Haseeba Qambrani’s daily routine revolves around praying, grieving, and protesting.
The young woman in Pakistan’s restive southwestern province of Balochistan says she is doing everything in her power to bring back her disappeared brother and cousin, whom she says were taken by the security forces in February.
She and her family are desperate to ensure that Hassan and Hizbullah Qambrani avoid the fate of their elder brothers Salman and Gazain Qambrani, whose mutilated bodies were found in August 2016 after a yearlong disappearance.
Pakistani officials have not commented on this specific case. While they have declared the numbers of claims of disappearances in Balochistan to be exaggerated, they have taken a number of steps to find the thousands of disappeared who have gone missing across the country’s conflict zones and cities during the past two decades.
For relatives, the fate of their disappeared loved ones is a constant agony. Every day Qambrani joins her sister to offer a wazifa or special prayer. While standing on one leg for nearly an hour, they recite specific verses of the Koran in the hope that a miracle will bring back their relatives.
“We are alive but have stopped living because we are living in a big void.

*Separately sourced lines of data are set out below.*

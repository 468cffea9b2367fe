// Copyright 2024 the spbfs developers
//
// Permission is hereby granted, free of charge, to any person obtaining a copy of
// this software and associated documentation files (the "Software"), to deal in
// the Software without restriction, including without limitation the rights to
// use, copy, modify, merge, publish, distribute, sublicense, and/or sell copies of
// the Software, and to permit persons to whom the Software is furnished to do so,
// subject to the following conditions:
//
// The above copyright notice and this permission notice shall be included in all
// copies or substantial portions of the Software.
//
// THE SOFTWARE IS PROVIDED "AS IS", WITHOUT WARRANTY OF ANY KIND, EXPRESS OR
// IMPLIED, INCLUDING BUT NOT LIMITED TO THE WARRANTIES OF MERCHANTABILITY, FITNESS
// FOR A PARTICULAR PURPOSE AND NONINFRINGEMENT. IN NO EVENT SHALL THE AUTHORS OR
// COPYRIGHT HOLDERS BE LIABLE FOR ANY CLAIM, DAMAGES OR OTHER LIABILITY, WHETHER
// IN AN ACTION OF CONTRACT, TORT OR OTHERWISE, ARISING FROM, OUT OF OR IN
// CONNECTION WITH THE SOFTWARE OR THE USE OR OTHER DEALINGS IN THE SOFTWARE.

//! This module provides the append-only storage of all search nodes. The
//! search graph is cyclic when looked at through parent and successor links,
//! so no node owns any other: the arena is the sole lifetime authority, every
//! inter-node reference is a `NodeId`, and everything is released together
//! when the search ends.
//!
//! Nodes never move. Storage grows by whole segments of doubling size, and a
//! slot is published through a `OnceLock` before the length advances, so a
//! reader that sees an index below the (acquire-loaded) length always finds
//! an initialized node, without taking any lock.

use std::sync::atomic::{AtomicUsize, Ordering};
use std::sync::OnceLock;

use crate::{Node, NodeId};

/// Capacity of the first segment; segment `k` holds `SEGMENT_BASE << k`
/// nodes.
const SEGMENT_BASE: usize = 1 << 10;
/// Number of segment slots. Together with the doubling growth this caps an
/// arena at `SEGMENT_BASE * (2^34 - 1)` nodes, far beyond anything a search
/// can allocate.
const NB_SEGMENTS: usize = 34;

/// One append-only node arena. An arena has exactly one writing thread at any
/// point in time (which thread that is may be negotiated externally, e.g.
/// under the node lock of the shared-pool engine); any number of threads may
/// read concurrently.
pub struct Arena<S> {
    id: usize,
    len: AtomicUsize,
    segments: Box<[OnceLock<Box<[OnceLock<Node<S>>]>>]>,
}

impl<S> Arena<S> {
    /// Creates the empty arena identified by `id` in the node ids it hands
    /// out.
    pub fn new(id: usize) -> Self {
        Arena {
            id,
            len: AtomicUsize::new(0),
            segments: (0..NB_SEGMENTS).map(|_| OnceLock::new()).collect(),
        }
    }

    /// The identifier baked into every `NodeId` this arena hands out.
    pub fn id(&self) -> usize {
        self.id
    }

    /// The number of nodes appended so far.
    pub fn len(&self) -> usize {
        self.len.load(Ordering::Acquire)
    }

    /// Returns true iff no node was appended yet.
    pub fn is_empty(&self) -> bool {
        self.len() == 0
    }

    /// Appends a node and returns its stable id. This is the single-writer
    /// operation: concurrent pushes on the *same* arena are a contract
    /// violation (they cannot corrupt memory, the slot is a `OnceLock`, but
    /// nodes may be lost).
    pub fn push(&self, node: Node<S>) -> NodeId {
        let index = self.len.load(Ordering::Relaxed);
        let (segment, offset) = Self::locate(index);
        let slots = self.segments[segment].get_or_init(|| {
            (0..Self::segment_capacity(segment))
                .map(|_| OnceLock::new())
                .collect()
        });
        let vacant = slots[offset].set(node).is_ok();
        debug_assert!(vacant, "two concurrent writers on one arena");
        self.len.store(index + 1, Ordering::Release);
        NodeId::new(self.id, index)
    }

    /// Returns the node at `index`. The index must come from a `NodeId`
    /// previously handed out by this arena.
    pub fn get(&self, index: usize) -> &Node<S> {
        debug_assert!(index < self.len());
        let (segment, offset) = Self::locate(index);
        self.segments[segment].get().unwrap()[offset].get().unwrap()
    }

    /// Maps a node index onto its (segment, offset) coordinates.
    fn locate(index: usize) -> (usize, usize) {
        let block = index / SEGMENT_BASE + 1;
        let segment = (usize::BITS - 1 - block.leading_zeros()) as usize;
        let start = SEGMENT_BASE * ((1 << segment) - 1);
        (segment, index - start)
    }

    fn segment_capacity(segment: usize) -> usize {
        SEGMENT_BASE << segment
    }
}

/// The set of arenas of one search: one per writing thread. Arena 0 belongs
/// to the main (or coordinator) thread; the speculative engine adds one
/// private arena per worker so that no two threads ever allocate into the
/// same one. Ids are valid across arenas because arenas never relocate.
pub struct NodeStore<S> {
    arenas: Box<[Arena<S>]>,
}

impl<S> NodeStore<S> {
    /// Creates a store with `nb_arenas` empty arenas.
    pub fn new(nb_arenas: usize) -> Self {
        NodeStore {
            arenas: (0..nb_arenas).map(Arena::new).collect(),
        }
    }

    /// The arena owned by writer `id`.
    pub fn arena(&self, id: usize) -> &Arena<S> {
        &self.arenas[id]
    }

    /// Resolves a node id, wherever the node was allocated.
    pub fn node(&self, id: NodeId) -> &Node<S> {
        self.arenas[id.arena()].get(id.index())
    }

    /// Total number of nodes allocated across all arenas.
    pub fn len(&self) -> usize {
        self.arenas.iter().map(Arena::len).sum()
    }

    /// Returns true iff no arena holds any node.
    pub fn is_empty(&self) -> bool {
        self.arenas.iter().all(Arena::is_empty)
    }
}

All our waking hours are spent in the hope that my brothers will return,” she told Radio Mashaal. “We answer every knock on the door and every phone call in the hope that it might bring some news about our brother and cousin.”
She says her brother Hassan disappeared after he left the house to shop for groceries on February 14. “That day, we kept on delaying dinner as we waited for him to return because my father wouldn’t eat without him,” she recalled. “I tried to call him and I left a message, but he never replied. Later that night, an elderly woman in our neighborhood told us she had seen Hassan being taken away in a police van.”
Qambarni’s ordeal came to the fore when her family joined a sit-in protest of ethnic Baluch families in the provincial capital, Quetta. For more than 11 years, hundreds of Baluch families have demanded the return of loved ones, mostly men, who have disappeared amid the two-decade-long separatist insurgency in the vast region bordering Iran and Afghanistan.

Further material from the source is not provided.